Write out each entry again. Keep every word exactly as it is.

[Dataset entries]
******************************

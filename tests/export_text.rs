use chartkit::export::{ExportItem, build_table, insight_sections, sparkline};
use chartkit::models::{CanonicalSeries, NarrativeInsights, RawChartRecord, SeriesPoint};
use serde_json::json;

fn points(values: &[(&str, f64)]) -> Vec<SeriesPoint> {
    values
        .iter()
        .map(|(x, y)| SeriesPoint::new(*x, Some(*y)))
        .collect()
}

fn series_of(values: &[(&str, f64)]) -> CanonicalSeries {
    CanonicalSeries {
        points: points(values),
        x_label: "Month".into(),
        y_label: "Revenue".into(),
        ..Default::default()
    }
}

#[test]
fn sparkline_is_byte_deterministic() {
    let pts = points(&[("Jan", 10.0), ("Feb", 25.0), ("Mar", 17.5)]);
    let a = sparkline(&pts, "Revenue");
    let b = sparkline(&pts, "Revenue");
    assert_eq!(a, b);
}

#[test]
fn sparkline_single_point_emits_single_char_bar() {
    let pts = points(&[("Only", 42.0)]);
    let text = sparkline(&pts, "t");
    let bar_line = text.lines().nth(1).expect("one point line");
    assert_eq!(bar_line.matches('█').count(), 1);
}

#[test]
fn sparkline_bars_scale_between_min_and_max() {
    let pts = points(&[("lo", 0.0), ("hi", 100.0)]);
    let text = sparkline(&pts, "t");
    let mut lines = text.lines().skip(1);
    let lo = lines.next().unwrap().matches('█').count();
    let hi = lines.next().unwrap().matches('█').count();
    assert_eq!(lo, 1);
    assert_eq!(hi, 30);
}

#[test]
fn sparkline_truncates_long_labels() {
    let pts = points(&[("a label that is far too long", 1.0)]);
    let text = sparkline(&pts, "t");
    let line = text.lines().nth(1).unwrap();
    let label = line.split('|').next().unwrap().trim();
    assert_eq!(label.chars().count(), 15);
}

#[test]
fn table_sections_carry_header_sparkline_and_rows() {
    let record = RawChartRecord {
        title: Some("Monthly Revenue".into()),
        kind: Some("line".into()),
        brief_description: Some("Revenue by month".into()),
        ..Default::default()
    };
    let series = series_of(&[("Jan", 10.0), ("Feb", 20.0)]);
    let text = build_table(&[ExportItem {
        record: &record,
        series: &series,
    }]);

    assert!(text.starts_with(&"=".repeat(60)));
    assert!(text.contains("Title: Monthly Revenue"));
    assert!(text.contains("Type: line"));
    assert!(text.contains("Description: Revenue by month"));
    assert!(text.contains("Month,Revenue"));
    assert!(text.contains("Jan,10"));
    assert!(text.contains('█'));
}

#[test]
fn table_substitutes_commas_inside_labels() {
    let record = RawChartRecord::default();
    let mut series = series_of(&[("Jan, 2026", 10.0)]);
    series.x_label = "Month, Year".into();
    let text = build_table(&[ExportItem {
        record: &record,
        series: &series,
    }]);
    assert!(text.contains("Month; Year,Value") || text.contains("Month; Year,Revenue"));
    assert!(text.contains("Jan; 2026,10"));
    assert!(!text.contains("Jan, 2026"));
}

#[test]
fn table_notes_truncated_conversions() {
    let record = RawChartRecord::default();
    let mut series = series_of(&[("Jan", 1.0)]);
    series.truncated = true;
    let text = build_table(&[ExportItem {
        record: &record,
        series: &series,
    }]);
    assert!(text.contains("unequal lengths"));
}

#[test]
fn insight_precedence_prefers_current_fields() {
    let record = RawChartRecord {
        narrative_insights: Some(NarrativeInsights {
            conversational_analysis: Some("the new analysis".into()),
            business_description: Some("the legacy description".into()),
            ..Default::default()
        }),
        insights: Some("ancient free text".into()),
        ..Default::default()
    };
    let sections = insight_sections(&record);
    assert_eq!(sections.len(), 1);
    assert_eq!(sections[0].0, "Analysis");
    assert_eq!(sections[0].1, "the new analysis");
}

#[test]
fn insight_sections_follow_priority_order() {
    let record = RawChartRecord {
        narrative_insights: Some(NarrativeInsights {
            business_impact: Some("impact".into()),
            conversational_analysis: Some("analysis".into()),
            actionable_advice: Some("advice".into()),
            personalized_insight: Some("insight".into()),
            business_description: None,
        }),
        ..Default::default()
    };
    let headings: Vec<&str> = insight_sections(&record).iter().map(|(h, _)| *h).collect();
    assert_eq!(
        headings,
        vec![
            "Analysis",
            "Personalized Insight",
            "Actionable Advice",
            "Business Impact"
        ]
    );
}

#[test]
fn legacy_description_used_only_when_current_fields_absent() {
    let record = RawChartRecord {
        narrative_insights: Some(NarrativeInsights {
            business_description: Some("legacy only".into()),
            ..Default::default()
        }),
        ..Default::default()
    };
    let sections = insight_sections(&record);
    assert_eq!(sections.len(), 1);
    assert_eq!(sections[0].1, "legacy only");
}

#[test]
fn free_text_insights_are_last_resort() {
    let record = RawChartRecord {
        insights: Some("plain old text".into()),
        data: json!({}),
        ..Default::default()
    };
    let sections = insight_sections(&record);
    assert_eq!(sections.len(), 1);
    assert_eq!(sections[0].0, "Insights");
}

******************************

Task output:
filename tests/export_text.rs
use chartkit::export::{ExportItem, build_table, insight_sections, sparkline};
use chartkit::models::{CanonicalSeries, NarrativeInsights, RawChartRecord, SeriesPoint};
use serde_json::json;

fn points(values: &[(&str, f64)]) -> Vec<SeriesPoint> {
    values
        .iter()
        .map(|(x, y)| SeriesPoint::new(*x, Some(*y)))
        .collect()
}

fn series_of(values: &[(&str, f64)]) -> CanonicalSeries {
    CanonicalSeries {
        points: points(values),
        x_label: "Month".into(),
        y_label: "Revenue".into(),
        ..Default::default()
    }
}

#[test]
fn sparkline_is_byte_deterministic() {
    let pts = points(&[("Jan", 10.0), ("Feb", 25.0), ("Mar", 17.5)]);
    let a = sparkline(&pts, "Revenue");
    let b = sparkline(&pts, "Revenue");
    assert_eq!(a, b);
}

#[test]
fn sparkline_single_point_emits_single_char_bar() {
    let pts = points(&[("Only", 42.0)]);
    let text = sparkline(&pts, "t");
    let bar_line = text.lines().nth(1).expect("one point line");
    assert_eq!(bar_line.matches('█').count(), 1);
}

#[test]
fn sparkline_bars_scale_between_min_and_max() {
    let pts = points(&[("lo", 0.0), ("hi", 100.0)]);
    let text = sparkline(&pts, "t");
    let mut lines = text.lines().skip(1);
    let lo = lines.next().unwrap().matches('█').count();
    let hi = lines.next().unwrap().matches('█').count();
    assert_eq!(lo, 1);
    assert_eq!(hi, 30);
}

#[test]
fn sparkline_truncates_long_labels() {
    let pts = points(&[("a label that is far too long", 1.0)]);
    let text = sparkline(&pts, "t");
    let line = text.lines().nth(1).unwrap();
    let label = line.split('|').next().unwrap().trim();
    assert_eq!(label.chars().count(), 15);
}

#[test]
fn table_sections_carry_header_sparkline_and_rows() {
    let record = RawChartRecord {
        title: Some("Monthly Revenue".into()),
        kind: Some("line".into()),
        brief_description: Some("Revenue by month".into()),
        ..Default::default()
    };
    let series = series_of(&[("Jan", 10.0), ("Feb", 20.0)]);
    let text = build_table(&[ExportItem {
        record: &record,
        series: &series,
    }]);

    assert!(text.starts_with(&"=".repeat(60)));
    assert!(text.contains("Title: Monthly Revenue"));
    assert!(text.contains("Type: line"));
    assert!(text.contains("Description: Revenue by month"));
    assert!(text.contains("Month,Revenue"));
    assert!(text.contains("Jan,10"));
    assert!(text.contains('█'));
}

#[test]
fn table_substitutes_commas_inside_labels() {
    let record = RawChartRecord::default();
    let mut series = series_of(&[("Jan, 2026", 10.0)]);
    series.x_label = "Month, Year".into();
    let text = build_table(&[ExportItem {
        record: &record,
        series: &series,
    }]);
    assert!(text.contains("Month; Year,Value") || text.contains("Month; Year,Revenue"));
    assert!(text.contains("Jan; 2026,10"));
    assert!(!text.contains("Jan, 2026"));
}

#[test]
fn table_notes_truncated_conversions() {
    let record = RawChartRecord::default();
    let mut series = series_of(&[("Jan", 1.0)]);
    series.truncated = true;
    let text = build_table(&[ExportItem {
        record: &record,
        series: &series,
    }]);
    assert!(text.contains("unequal lengths"));
}

#[test]
fn insight_precedence_prefers_current_fields() {
    let record = RawChartRecord {
        narrative_insights: Some(NarrativeInsights {
            conversational_analysis: Some("the new analysis".into()),
            business_description: Some("the legacy description".into()),
            ..Default::default()
        }),
        insights: Some("ancient free text".into()),
        ..Default::default()
    };
    let sections = insight_sections(&record);
    assert_eq!(sections.len(), 1);
    assert_eq!(sections[0].0, "Analysis");
    assert_eq!(sections[0].1, "the new analysis");
}

#[test]
fn insight_sections_follow_priority_order() {
    let record = RawChartRecord {
        narrative_insights: Some(NarrativeInsights {
            business_impact: Some("impact".into()),
            conversational_analysis: Some("analysis".into()),
            actionable_advice: Some("advice".into()),
            personalized_insight: Some("insight".into()),
            business_description: None,
        }),
        ..Default::default()
    };
    let headings: Vec<&str> = insight_sections(&record).iter().map(|(h, _)| *h).collect();
    assert_eq!(
        headings,
        vec![
            "Analysis",
            "Personalized Insight",
            "Actionable Advice",
            "Business Impact"
        ]
    );
}

#[test]
fn legacy_description_used_only_when_current_fields_absent() {
    let record = RawChartRecord {
        narrative_insights: Some(NarrativeInsights {
            business_description: Some("legacy only".into()),
            ..Default::default()
        }),
        ..Default::default()
    };
    let sections = insight_sections(&record);
    assert_eq!(sections.len(), 1);
    assert_eq!(sections[0].1, "legacy only");
}

#[test]
fn free_text_insights_are_last_resort() {
    let record = RawChartRecord {
        insights: Some("plain old text".into()),
        data: json!({}),
        ..Default::default()
    };
    let sections = insight_sections(&record);
    assert_eq!(sections.len(), 1);
    assert_eq!(sections[0].0, "Insights");
}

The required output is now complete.